# Extracted information:
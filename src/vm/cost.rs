//! Estimates of the cardinality and I/O cost of a plan.
//!
//! Costs are counted in page reads and writes. Selections and projections are
//! evaluated on the fly and cost nothing, while every sort reads and writes its
//! input once per pass.

use std::{collections::HashMap, path::Path};

use crate::{
    core::storage::io::FileOperations,
    db::{
        Attribute, CompareOp, ConfigError, DatabaseError, Operand, Schema, TableStatistics,
    },
    vm::{
        join::SortMergeJoin,
        planner::{Operator, Plan, Project, Scan, Select},
        sort::{fan_in, ExternalSort},
        sorted::{Distinct, GroupBy, OrderBy},
    },
};

/// Estimated output of a plan node and the cost of producing it.
#[derive(Debug, Clone, PartialEq, Default)]
pub struct Estimate {
    pub rows: u64,
    /// Page I/Os of the whole subtree, infinite when it can't run at all.
    pub cost: f64,
    /// Distinct values of every output attribute, by qualified name.
    pub distinct: HashMap<String, u64>,
}

/// Statistics of the base tables a plan scans.
#[derive(Debug, Clone, Default)]
pub struct CostModel {
    tables: HashMap<String, TableStatistics>,
}

pub trait CostEstimator {
    fn estimate(&self, model: &CostModel) -> Result<Estimate, DatabaseError>;
}

impl Estimate {
    pub fn distinct_of(&self, attribute: &Attribute) -> Option<u64> {
        self.distinct.get(&attribute.qualified_name()).copied()
    }

    pub fn is_feasible(&self) -> bool {
        self.cost.is_finite()
    }

    /// Distinct values of `attribute`, assuming all of them are when unknown.
    fn distinct_or_rows(&self, attribute: &Attribute) -> u64 {
        self.distinct_of(attribute).unwrap_or(self.rows).max(1)
    }

    /// No attribute can have more distinct values than there are rows.
    fn cap_distinct(&mut self) {
        let rows = self.rows;
        self.distinct.values_mut().for_each(|d| *d = (*d).min(rows));
    }
}

impl CostModel {
    pub fn new() -> Self {
        Self::default()
    }

    pub fn with_statistics(mut self, table: impl Into<String>, stats: TableStatistics) -> Self {
        self.tables.insert(table.into(), stats);
        self
    }

    /// Reads `dir/{table}.stat` for `table`.
    pub fn load_statistics(
        &mut self,
        dir: impl AsRef<Path>,
        table: &str,
        schema: &Schema,
    ) -> Result<(), DatabaseError> {
        let path = dir.as_ref().join(format!("{table}.stat"));
        let stats = TableStatistics::read_from(path, schema)?;
        self.tables.insert(table.to_string(), stats);

        Ok(())
    }

    pub fn statistics(&self, table: &str) -> Option<&TableStatistics> {
        self.tables.get(table)
    }
}

/// Pages needed to hold `rows` tuples of `schema`.
fn pages(rows: u64, schema: &Schema, page_size: usize) -> Result<u64, DatabaseError> {
    let capacity = schema.page_capacity(page_size)? as u64;
    Ok(rows.div_ceil(capacity))
}

/// Passes of an external sort over `pages` pages with `buffers` pages of
/// memory, `None` when the budget can't sort them at all.
fn sort_passes(pages: u64, buffers: usize) -> Option<u64> {
    if pages == 0 {
        return Some(0);
    }
    if buffers == 0 {
        return None;
    }

    let mut runs = pages.div_ceil(buffers as u64);
    if runs > 1 && buffers < 2 {
        return None;
    }

    let fan_in = fan_in(buffers) as u64;
    let mut passes = 1;
    while runs > 1 {
        runs = runs.div_ceil(fan_in);
        passes += 1;
    }

    Some(passes)
}

/// I/O of sorting `rows` tuples: every pass reads and writes every page.
fn sort_cost<File: FileOperations>(
    sort: &ExternalSort<File>,
    rows: u64,
) -> Result<f64, DatabaseError> {
    let pages = pages(rows, sort.output_schema(), sort.page_size())?;

    Ok(match sort_passes(pages, sort.buffers()) {
        Some(passes) => (2 * pages * passes) as f64,
        None => f64::INFINITY,
    })
}

impl CostEstimator for Scan {
    fn estimate(&self, model: &CostModel) -> Result<Estimate, DatabaseError> {
        let stats = model
            .statistics(self.table())
            .ok_or_else(|| ConfigError::MissingStatistics(self.table().to_string()))?;

        let schema = Operator::schema(self);
        let distinct = schema
            .attributes()
            .iter()
            .zip(&stats.distinct)
            .map(|(attr, &d)| (attr.qualified_name(), d))
            .collect();

        let mut estimate = Estimate {
            rows: stats.rows,
            cost: pages(stats.rows, schema, self.page_size())? as f64,
            distinct,
        };
        estimate.cap_distinct();

        Ok(estimate)
    }
}

impl<File: FileOperations> CostEstimator for Select<File> {
    fn estimate(&self, model: &CostModel) -> Result<Estimate, DatabaseError> {
        let mut estimate = self.source.estimate(model)?;
        let condition = self.condition();
        let input = estimate.rows as f64;

        let distinct = match &condition.right {
            Operand::Attribute(attr) => estimate
                .distinct_or_rows(&condition.left)
                .max(estimate.distinct_or_rows(attr)),
            Operand::Literal(_) => estimate.distinct_or_rows(&condition.left),
        } as f64;

        estimate.rows = match condition.op {
            CompareOp::Eq => (input / distinct).ceil(),
            CompareOp::Ne => (input - input / distinct).ceil(),
            _ => (0.5 * input).ceil(),
        } as u64;
        estimate.cap_distinct();

        Ok(estimate)
    }
}

impl<File: FileOperations> CostEstimator for Project<File> {
    fn estimate(&self, model: &CostModel) -> Result<Estimate, DatabaseError> {
        let mut estimate = self.source.estimate(model)?;
        let schema = self.output_schema();

        estimate
            .distinct
            .retain(|name, _| schema.attributes().iter().any(|a| a.qualified_name() == *name));

        Ok(estimate)
    }
}

impl<File: FileOperations> CostEstimator for ExternalSort<File> {
    fn estimate(&self, model: &CostModel) -> Result<Estimate, DatabaseError> {
        let mut estimate = self.base().estimate(model)?;
        estimate.cost += sort_cost(self, estimate.rows)?;

        Ok(estimate)
    }
}

impl<File: FileOperations> CostEstimator for GroupBy<File> {
    fn estimate(&self, model: &CostModel) -> Result<Estimate, DatabaseError> {
        self.sort.estimate(model)
    }
}

impl<File: FileOperations> CostEstimator for OrderBy<File> {
    fn estimate(&self, model: &CostModel) -> Result<Estimate, DatabaseError> {
        self.sort.estimate(model)
    }
}

impl<File: FileOperations> CostEstimator for Distinct<File> {
    fn estimate(&self, model: &CostModel) -> Result<Estimate, DatabaseError> {
        let mut estimate = self.sort.estimate(model)?;

        let mut combinations: u64 = 1;
        for attr in self.sort.output_schema().attributes() {
            combinations = combinations.saturating_mul(estimate.distinct_or_rows(attr));
            if combinations >= estimate.rows {
                break;
            }
        }

        estimate.rows = estimate.rows.min(combinations);
        estimate.cap_distinct();

        Ok(estimate)
    }
}

impl<File: FileOperations> CostEstimator for SortMergeJoin<File> {
    fn estimate(&self, model: &CostModel) -> Result<Estimate, DatabaseError> {
        let (l, r) = (self.left(), self.right());
        let left = l.base().estimate(model)?;
        let right = r.base().estimate(model)?;

        let left_pages = pages(left.rows, l.output_schema(), l.page_size())?;
        let right_pages = pages(right.rows, r.output_schema(), r.page_size())?;

        let cost = left.cost
            + right.cost
            + sort_cost(l, left.rows)?
            + sort_cost(r, right.rows)?
            + (left_pages + right_pages) as f64;

        let mut distinct = left.distinct.clone();
        distinct.extend(right.distinct.iter().map(|(k, v)| (k.clone(), *v)));

        let mut rows = left.rows as f64 * right.rows as f64;
        for (lkey, rkey) in l.keys().iter().zip(r.keys()) {
            let (dl, dr) = (left.distinct_or_rows(lkey), right.distinct_or_rows(rkey));
            rows /= dl.max(dr) as f64;

            distinct.insert(lkey.qualified_name(), dl.min(dr));
            distinct.insert(rkey.qualified_name(), dl.min(dr));
        }

        let mut estimate = Estimate {
            rows: rows.ceil() as u64,
            cost,
            distinct,
        };
        estimate.cap_distinct();

        Ok(estimate)
    }
}

impl<File: FileOperations> CostEstimator for Plan<File> {
    fn estimate(&self, model: &CostModel) -> Result<Estimate, DatabaseError> {
        match self {
            Self::Scan(scan) => scan.estimate(model),
            Self::Select(select) => select.estimate(model),
            Self::Project(project) => project.estimate(model),
            Self::Join(join) => join.estimate(model),
            Self::Sort(sort) => sort.estimate(model),
            Self::GroupBy(group) => group.estimate(model),
            Self::Distinct(distinct) => distinct.estimate(model),
            Self::OrderBy(order) => order.estimate(model),
        }
    }
}

#[cfg(test)]
mod tests {
    use super::*;
    use crate::{
        db::{Condition, Config, Context, Type},
        vm::{BufferManager, Direction},
    };
    use std::io::Cursor;

    type MemPlan = Plan<Cursor<Vec<u8>>>;

    fn flights() -> Schema {
        Schema::new(vec![
            Attribute::new("flights", "id", Type::Int),
            Attribute::new("flights", "plane", Type::Int),
        ])
    }

    fn planes() -> Schema {
        Schema::new(vec![
            Attribute::new("planes", "id", Type::Int),
            Attribute::new("planes", "model", Type::String).with_byte_size(8),
        ])
    }

    fn model() -> CostModel {
        CostModel::new()
            .with_statistics("flights", TableStatistics::new(1000, vec![1000, 50]))
            .with_statistics("planes", TableStatistics::new(100, vec![100, 10]))
    }

    /// 80 byte pages: 10 flights or 6 planes per page.
    fn context(buffers: usize) -> Context {
        Context::new(Config::default().with_page_size(80).with_buffers(buffers))
    }

    fn scan(table: &str, schema: Schema, ctx: &Context) -> MemPlan {
        Plan::Scan(Scan::new(table, schema, vec![], ctx))
    }

    #[test]
    fn test_sort_passes() {
        assert_eq!(sort_passes(0, 0), Some(0));
        assert_eq!(sort_passes(10, 0), None);
        assert_eq!(sort_passes(1, 1), Some(1));
        assert_eq!(sort_passes(2, 1), None);
        assert_eq!(sort_passes(100, 10), Some(3));
        assert_eq!(sort_passes(100, 101), Some(1));
        assert_eq!(sort_passes(100, 2), Some(7));
    }

    #[test]
    fn test_scan_and_select() -> Result<(), DatabaseError> {
        let ctx = context(4);
        let plane = Attribute::new("flights", "plane", Type::Int);

        let scan_estimate = scan("flights", flights(), &ctx).estimate(&model())?;
        assert_eq!((scan_estimate.rows, scan_estimate.cost), (1000, 100.0));

        let eq = Select::new(
            scan("flights", flights(), &ctx),
            Condition::literal(plane.clone(), CompareOp::Eq, 7),
        )?;
        let estimate = eq.estimate(&model())?;
        assert_eq!(estimate.rows, 20);
        assert_eq!(estimate.distinct_of(&Attribute::new("flights", "id", Type::Int)), Some(20));

        let ne = Select::new(
            scan("flights", flights(), &ctx),
            Condition::literal(plane.clone(), CompareOp::Ne, 7),
        )?;
        assert_eq!(ne.estimate(&model())?.rows, 980);

        let lt = Select::new(
            scan("flights", flights(), &ctx),
            Condition::literal(plane, CompareOp::Lt, 7),
        )?;
        assert_eq!(lt.estimate(&model())?.rows, 500);

        Ok(())
    }

    #[test]
    fn test_join_estimate() -> Result<(), DatabaseError> {
        let ctx = context(4);
        let condition = Condition::equals(
            Attribute::new("flights", "plane", Type::Int),
            Attribute::new("planes", "id", Type::Int),
        );
        let join = SortMergeJoin::new(
            scan("flights", flights(), &ctx),
            scan("planes", planes(), &ctx),
            vec![condition],
            &ctx,
        )?;

        let estimate = join.estimate(&model())?;

        // 1000 * 100 / max(50, 100)
        assert_eq!(estimate.rows, 1000);
        assert_eq!(
            estimate.distinct_of(&Attribute::new("planes", "id", Type::Int)),
            Some(50)
        );

        // scans: 100 + 17 pages
        // flights sort: 25 runs of 4 pages merged 3 at a time, 4 passes
        // planes sort: 5 runs, 3 passes
        // merge: 100 + 17 pages read once more
        assert_eq!(estimate.cost, 100.0 + 17.0 + 800.0 + 102.0 + 100.0 + 17.0);

        Ok(())
    }

    #[test]
    fn test_distinct_and_infeasible_budget() -> Result<(), DatabaseError> {
        let ctx = context(4);
        let project = Project::new(
            scan("flights", flights(), &ctx),
            &[Attribute::new("flights", "plane", Type::Int)],
        )?;
        let distinct = Distinct::new(Plan::from(project), &ctx)?;

        assert_eq!(distinct.estimate(&model())?.rows, 50);

        let mut order = Plan::from(OrderBy::new(
            scan("flights", flights(), &ctx),
            vec![],
            Direction::Asc,
            &ctx,
        )?);
        assert!(order.estimate(&model())?.is_feasible());

        BufferManager::allocate(&Config::default().with_buffers(1), &mut order);
        assert!(!order.estimate(&model())?.is_feasible());

        Ok(())
    }

    #[test]
    fn test_missing_statistics() {
        let ctx = context(4);
        let plan = scan("unknown", flights(), &ctx);

        assert!(matches!(
            plan.estimate(&model()),
            Err(DatabaseError::Config(ConfigError::MissingStatistics(_)))
        ));
    }
}
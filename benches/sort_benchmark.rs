use criterion::{criterion_group, criterion_main, BenchmarkId, Criterion};
use fake::{Fake, Faker};
use std::fs;
use std::hint::black_box;
use std::time::Duration;

use mergedb::db::{Attribute, Condition, Config, Context, Schema, Type};
use mergedb::vm::{BufferManager, Direction, Operator, OrderBy, Plan, Scan, SortMergeJoin};
use mergedb::Tuple;

const PAGE_SIZE: usize = 512;

fn random_tuples(count: usize) -> Vec<Tuple> {
    (0..count)
        .map(|id| {
            let key: i32 = (0..1000).fake();
            let payload: i32 = Faker.fake();
            Tuple::new(vec![(id as i32).into(), key.into(), payload.into()])
        })
        .collect()
}

fn scan(table: &str, tuples: &[Tuple], ctx: &Context) -> Plan<fs::File> {
    let schema = Schema::new(vec![
        Attribute::new(table, "id", Type::Int),
        Attribute::new(table, "key", Type::Int),
        Attribute::new(table, "payload", Type::Int),
    ]);

    Plan::from(Scan::new(table, schema, tuples.to_vec(), ctx))
}

fn consume(plan: &mut impl Operator) -> usize {
    plan.open().unwrap();
    let mut count = 0;
    while let Some(page) = plan.next().unwrap() {
        count += page.len();
    }
    plan.close().unwrap();

    count
}

fn benchmark_external_sort(c: &mut Criterion) {
    let mut group = c.benchmark_group("External Sort");
    group.warm_up_time(Duration::from_millis(200));
    group.measurement_time(Duration::from_secs(5));

    let work_dir = std::env::temp_dir().join("mergedb-bench-sort");
    let tuples = random_tuples(20_000);

    for buffers in [3, 8, 32, 128].iter() {
        let config = Config::default()
            .with_page_size(PAGE_SIZE)
            .with_buffers(*buffers)
            .with_work_dir(&work_dir);
        let ctx = Context::new(config);

        group.bench_with_input(BenchmarkId::new("buffers", buffers), buffers, |b, _| {
            b.iter(|| {
                let keys = vec![Attribute::new("r", "key", Type::Int)];
                let mut order =
                    OrderBy::new(scan("r", &tuples, &ctx), keys, Direction::Asc, &ctx).unwrap();
                black_box(consume(&mut order));
            });
        });
    }

    group.finish();
    let _ = fs::remove_dir_all(&work_dir);
}

fn benchmark_sort_merge_join(c: &mut Criterion) {
    let mut group = c.benchmark_group("Sort-Merge Join");
    group.warm_up_time(Duration::from_millis(200));
    group.measurement_time(Duration::from_secs(5));

    let work_dir = std::env::temp_dir().join("mergedb-bench-join");

    for size in [1000, 5000, 10_000].iter() {
        let left = random_tuples(*size);
        let right = random_tuples(*size / 10);
        let config = Config::default()
            .with_page_size(PAGE_SIZE)
            .with_buffers(16)
            .with_work_dir(&work_dir);
        let ctx = Context::new(config);

        group.bench_with_input(BenchmarkId::new("tuples", size), size, |b, _| {
            b.iter(|| {
                let condition = Condition::equals(
                    Attribute::new("l", "key", Type::Int),
                    Attribute::new("r", "key", Type::Int),
                );
                let join = SortMergeJoin::new(
                    scan("l", &left, &ctx),
                    scan("r", &right, &ctx),
                    vec![condition],
                    &ctx,
                )
                .unwrap();

                let mut plan = Plan::from(join);
                BufferManager::allocate(ctx.config(), &mut plan);
                black_box(consume(&mut plan));
            });
        });
    }

    group.finish();
    let _ = fs::remove_dir_all(&work_dir);
}

criterion_group!(benches, benchmark_external_sort, benchmark_sort_merge_join);
criterion_main!(benches);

# What the exercise asks:
All lines from the opening of the records through the line where "pub struct CostModel" occurs are to be output verbatim. No other line belongs in the answer.

# Completed task:
filename src/vm/cost.rs
//! Estimates of the cardinality and I/O cost of a plan.
//!
//! Costs are counted in page reads and writes. Selections and projections are
//! evaluated on the fly and cost nothing, while every sort reads and writes its
//! input once per pass.

use std::{collections::HashMap, path::Path};

use crate::{
    core::storage::io::FileOperations,
    db::{
        Attribute, CompareOp, ConfigError, DatabaseError, Operand, Schema, TableStatistics,
    },
    vm::{
        join::SortMergeJoin,
        planner::{Operator, Plan, Project, Scan, Select},
        sort::{fan_in, ExternalSort},
        sorted::{Distinct, GroupBy, OrderBy},
    },
};

/// Estimated output of a plan node and the cost of producing it.
#[derive(Debug, Clone, PartialEq, Default)]
pub struct Estimate {
    pub rows: u64,
    /// Page I/Os of the whole subtree, infinite when it can't run at all.
    pub cost: f64,
    /// Distinct values of every output attribute, by qualified name.
    pub distinct: HashMap<String, u64>,
}

/// Statistics of the base tables a plan scans.
#[derive(Debug, Clone, Default)]
pub struct CostModel {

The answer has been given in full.